(1) Legislative findings.--The Legislature finds that:
(a) Police dogs are an integral part of many law enforcement and correctional efforts statewide, including the apprehension of suspects through tracking and searching, evidence location, drug and bomb detection, and search and rescue operations.
(b) Law enforcement and correctional agencies agree that the use of police dogs is an extremely cost-effective means of crime control and that police dogs possess skills and abilities that frequently exceed those of existing technology.
(c) The service of police dogs is often dangerous and can expose them to injury at a rate higher than that of nonservice dogs.
(d) Police dogs provide significant contributions to the residents of this state.
(2) Definitions.--As used in this section, the term:
(a) “Correctional agency” means a lawfully established state or local public agency having primary responsibility for the supervision, protection, care, custody, control, or investigation of inmates at a correctional institution.
(b) “Law enforcement agency” means a lawfully established state or local public agency having primary responsibility for the prevention and detection of crime or the enforcement of penal, traffic, highway, regulatory, game, immigration, postal, customs, or controlled substance laws.
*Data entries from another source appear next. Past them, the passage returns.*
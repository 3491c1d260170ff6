//! Performance Tracker module.
//!
//! Keeps rolling per-backend statistics and derives the effective weight the
//! dispatcher snapshots into each request's voting profiles.

mod config;
mod record;

pub use config::PerformanceConfig;
pub use record::{OutcomeSnapshot, PerformanceRecord};

use crate::registry::BackendDescriptor;
use dashmap::DashMap;

/// Per-backend rolling statistics.
///
/// Records are keyed by backend id. Updates to one record hold that entry's
/// shard lock for the duration of the fold, so concurrent completions for the
/// same backend never lose an update. Disabling a backend leaves its record
/// in place.
///
/// # Examples
///
/// ```
/// use verdict::consensus::VerdictOutcome;
/// use verdict::performance::{OutcomeSnapshot, PerformanceConfig, PerformanceTracker};
/// use verdict::registry::BackendDescriptor;
/// use std::time::Duration;
///
/// let tracker = PerformanceTracker::new(PerformanceConfig::default());
/// let descriptor = BackendDescriptor::new("judge-a", "local");
/// assert_eq!(tracker.effective_weight(&descriptor), 0.001);
///
/// tracker.record(
///     "judge-a",
///     OutcomeSnapshot {
///         outcome: VerdictOutcome::Success,
///         latency: Duration::from_millis(40),
///         confidence: Some(0.8),
///         cost: 0.0,
///     },
/// );
/// assert!((tracker.effective_weight(&descriptor) - 0.8).abs() < 1e-12);
/// ```
pub struct PerformanceTracker {
    records: DashMap<String, PerformanceRecord>,
    config: PerformanceConfig,
}

impl PerformanceTracker {
    /// Invalid config fields fall back to defaults (see [`PerformanceConfig::sanitized`]).
    pub fn new(config: PerformanceConfig) -> Self {
        Self {
            records: DashMap::new(),
            config: config.sanitized(),
        }
    }

    pub fn config(&self) -> &PerformanceConfig {
        &self.config
    }

    /// Fold one completed call into the backend's record.
    ///
    /// Never fails: out-of-range values are clamped and logged.
    pub fn record(&self, backend_id: &str, snapshot: OutcomeSnapshot) {
        let mut record = self.records.entry(backend_id.to_string()).or_default();
        record.apply(backend_id, &snapshot, self.config.alpha);

        tracing::trace!(
            backend_id = %backend_id,
            outcome = %snapshot.outcome,
            total_calls = record.total_calls,
            success_rate = record.success_rate,
            "Performance record updated"
        );
    }

    /// Copy of the backend's record, if it has ever been called.
    pub fn get(&self, backend_id: &str) -> Option<PerformanceRecord> {
        self.records.get(backend_id).map(|r| r.value().clone())
    }

    /// Current effective weight of a backend.
    pub fn effective_weight(&self, descriptor: &BackendDescriptor) -> f64 {
        match self.records.get(&descriptor.id) {
            Some(record) => record.effective_weight(descriptor.base_weight, self.config.weight_floor),
            None => self.config.weight_floor,
        }
    }
}

impl Default for PerformanceTracker {
    fn default() -> Self {
        Self::new(PerformanceConfig::default())
    }
}
//! CLI module for Verdict
//!
//! Command-line interface definitions and handlers for the consensus engine.
//!
//! # Commands
//!
//! - `evaluate` - Evaluate content against the configured backends
//! - `backends` - Inspect configured backends
//! - `config` - Configuration utilities (init)
//! - `completions` - Generate shell completions
//!
//! # Example
//!
//! ```bash
//! # Evaluate a string with the default strategy
//! verdict evaluate "some model output"
//!
//! # Cheapest-first cascade over two backends, JSON output
//! verdict evaluate --file answer.txt --strategy cascading \
//!     --backend local-classifier --backend hosted-moderation --json
//!
//! # Generate shell completions
//! verdict completions bash > ~/.bash_completion.d/verdict
//! ```

pub mod backends;
pub mod completions;
pub mod config;
pub mod evaluate;
pub mod output;

pub use completions::handle_completions;
pub use config::handle_config_init;

use crate::consensus::ConsensusStrategy;
use clap::{Args, Parser, Subcommand};
use std::path::PathBuf;

/// Verdict - multi-backend consensus engine
#[derive(Parser, Debug)]
#[command(
    name = "verdict",
    version,
    about = "Multi-backend consensus engine for content risk assessment"
)]
pub struct Cli {
    #[command(subcommand)]
    pub command: Commands,
}

#[derive(Subcommand, Debug)]
pub enum Commands {
    /// Evaluate content against the configured backends
    Evaluate(EvaluateArgs),
    /// Inspect backends
    #[command(subcommand)]
    Backends(BackendsCommands),
    /// Configuration utilities
    #[command(subcommand)]
    Config(ConfigCommands),
    /// Generate shell completions
    Completions(CompletionsArgs),
}

#[derive(Args, Debug)]
pub struct EvaluateArgs {
    /// Content to evaluate
    #[arg(conflicts_with = "file")]
    pub content: Option<String>,

    /// Read content from a file instead
    #[arg(short, long)]
    pub file: Option<PathBuf>,

    /// Consensus strategy (majority, weighted, unanimous, threshold, cascading)
    #[arg(short, long)]
    pub strategy: Option<ConsensusStrategy>,

    /// Restrict evaluation to this backend (repeatable)
    #[arg(short, long = "backend")]
    pub backends: Vec<String>,

    /// Confidence needed by threshold and cascading to stop early
    #[arg(long, value_parser = parse_unit_interval)]
    pub confidence_threshold: Option<f64>,

    /// Aggregate risk at or above which weighted and cascading flag
    #[arg(long, value_parser = parse_unit_interval)]
    pub risk_threshold: Option<f64>,

    /// Minimum number of successful verdicts
    #[arg(long)]
    pub min_quorum: Option<usize>,

    /// Overall deadline in milliseconds
    #[arg(long)]
    pub deadline_ms: Option<u64>,

    /// Output as JSON
    #[arg(long)]
    pub json: bool,

    /// Path to configuration file
    #[arg(short, long, default_value = "verdict.toml")]
    pub config: PathBuf,

    /// Set log level (trace, debug, info, warn, error)
    #[arg(short, long, env = "VERDICT_LOG_LEVEL")]
    pub log_level: Option<String>,
}

#[derive(Subcommand, Debug)]
pub enum BackendsCommands {
    /// List configured backends
    List(BackendsListArgs),
}

#[derive(Args, Debug)]
pub struct BackendsListArgs {
    /// Output as JSON
    #[arg(long)]
    pub json: bool,

    /// Show enabled backends only
    #[arg(long)]
    pub enabled_only: bool,

    /// Path to configuration file
    #[arg(short, long, default_value = "verdict.toml")]
    pub config: PathBuf,
}

#[derive(Subcommand, Debug)]
pub enum ConfigCommands {
    /// Initialize a new configuration file
    Init(ConfigInitArgs),
}

#[derive(Args, Debug)]
pub struct ConfigInitArgs {
    /// Output file path
    #[arg(short, long, default_value = "verdict.toml")]
    pub output: PathBuf,

    /// Overwrite existing file
    #[arg(short, long)]
    pub force: bool,
}

#[derive(Args, Debug)]
pub struct CompletionsArgs {
    /// Shell to generate completions for
    #[arg(value_enum)]
    pub shell: clap_complete::Shell,
}

/// Parse a threshold in [0, 1]; NaN and infinities are rejected.
fn parse_unit_interval(s: &str) -> Result<f64, String> {
    let value: f64 = s.parse().map_err(|e| format!("{}", e))?;
    if (0.0..=1.0).contains(&value) {
        Ok(value)
    } else {
        Err(format!("must be between 0 and 1, got {}", s))
    }
}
(c) “Retired police dog” means a dog that was previously in the service of or employed by a law enforcement agency or a correctional agency in this state for the principal purpose of aiding in the detection of criminal activity, enforcement of laws, or apprehension of offenders and that received certification in obedience and apprehension work from a certifying organization, such as the National Police Canine Association, Inc., or other certifying organization.
(d) “Veterinarian” has the same meaning as in s. 474.202.
(e) “Veterinary care” means the practice, by a veterinarian, of veterinary medicine as defined in s. 474.202. The term includes annual wellness examinations, vaccinations, internal and external parasite prevention treatments, testing and treatment of illnesses and diseases, medications, emergency care and surgeries, veterinary oncology or other specialty care, euthanasia, and cremation.
(3) Establishment of program.--The Care for Retired Police Dogs Program is created within the department to provide a stable funding source for the veterinary care for retired police dogs.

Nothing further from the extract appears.